It has been reported by the Royal College of Obstetricians and Gynaecologists ("RCOG") that, “one in every 10,000 pregnancies in the UK and Ireland results in death of the mother.” This is the equivalent of one every other day. Of these 10,000 deaths, 32% was due to direct consequences of complications during pregnancy with 68% resulting from indirect medical and/or mental health problems.

On 22 June 2016, the RCOG launched a collaborative project to help doctors assess the wellbeing of pregnant and post-partum women. This innovative project is aimed, amongst other areas, to “enhance inter-specialty communication and teamwork.” When assessing pregnant and post-partum women, doctors are advised to ask questions and enquire from their peers or other specialists which should facilitate prompt referrals to specialty departments.

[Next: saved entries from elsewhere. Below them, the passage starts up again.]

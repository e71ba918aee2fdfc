//! Persistent duplicate-tracking store.
//!
//! This module holds the state of the system: which files are known, what
//! they looked like when last hashed, and which of them share content.
//!
//! # Architecture
//!
//! * [`record`]: The [`FileRecord`] value type, one per tracked file.
//! * [`index`]: [`DuplicateIndex`], the dual-keyed store and its invariants.
//! * [`persist`]: Loading and saving the index as a gzip-compressed JSON
//!   envelope inside the scanned directory.
//!
//! # Invalidation
//!
//! A record is trusted as long as the file's size and modification time are
//! unchanged. Anything else (new path, different size, different mtime)
//! sends the file back through content hashing.

pub mod index;
pub mod persist;
pub mod record;

use std::path::PathBuf;

pub use index::DuplicateIndex;
pub use persist::{DEFAULT_STORE_FILE_NAME, STORE_VERSION};
pub use record::FileRecord;

/// Errors raised by the store and its persistence layer.
#[derive(thiserror::Error, Debug)]
pub enum StoreError {
    /// The path is not tracked by the store.
    #[error("Not tracked by the store: {0}")]
    NotFound(String),

    /// The in-memory indices disagree with each other.
    #[error("Store indices are inconsistent: {0}")]
    Inconsistent(String),

    /// The persisted store could not be decoded or failed verification.
    #[error("Corrupt store file {path}: {reason}")]
    Corrupt {
        /// Store file
        path: PathBuf,
        /// What was wrong with it
        reason: String,
    },

    /// The persisted store was built for a different root directory.
    #[error("Store was built for {recorded}, not {current}")]
    RootMismatch {
        /// Root recorded in the store file
        recorded: PathBuf,
        /// Root being scanned now
        current: PathBuf,
    },

    /// An I/O error occurred while reading or writing the store file.
    #[error("I/O error for {path}: {source}")]
    Io {
        /// Store file
        path: PathBuf,
        /// The underlying I/O error
        #[source]
        source: std::io::Error,
    },
}

/// Result alias for store operations.
pub type StoreResult<T> = Result<T, StoreError>;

The RCOG advises Doctors “to familiarise themselves with their patient’s medical history with emphasis on pre-existing medical or mental health problems.” With the humbling statistic that “three quarters of women who died had a previous history of medical or mental health problems,” the NHS and society must take an active role to protect our mothers, sisters, daughters, and friends.

Unfortunately many women must solely rely on their doctors to identify any condition or even vulnerability which may be the result of potentially complex social backgrounds. These situations may include where the woman is the victim of physical or psychological abuse. Doctors must further consider whether there may be a history of abuse including substance abuse.

Failure by the doctors and medical providers to identify the appropriate care needed may potentially lead to the necessary clinical or medical negligence claims against the doctors, surgeries or NHS trusts to ensure that financial provisions are in place for the care of the motherless child.

The RCOG has noted that “The number of women who died following medical or mental health problems has not seen any significant decrease.” Until these deaths are reduced, the burden of raising infants and children without mothers will rest on the families and friends of these mothers.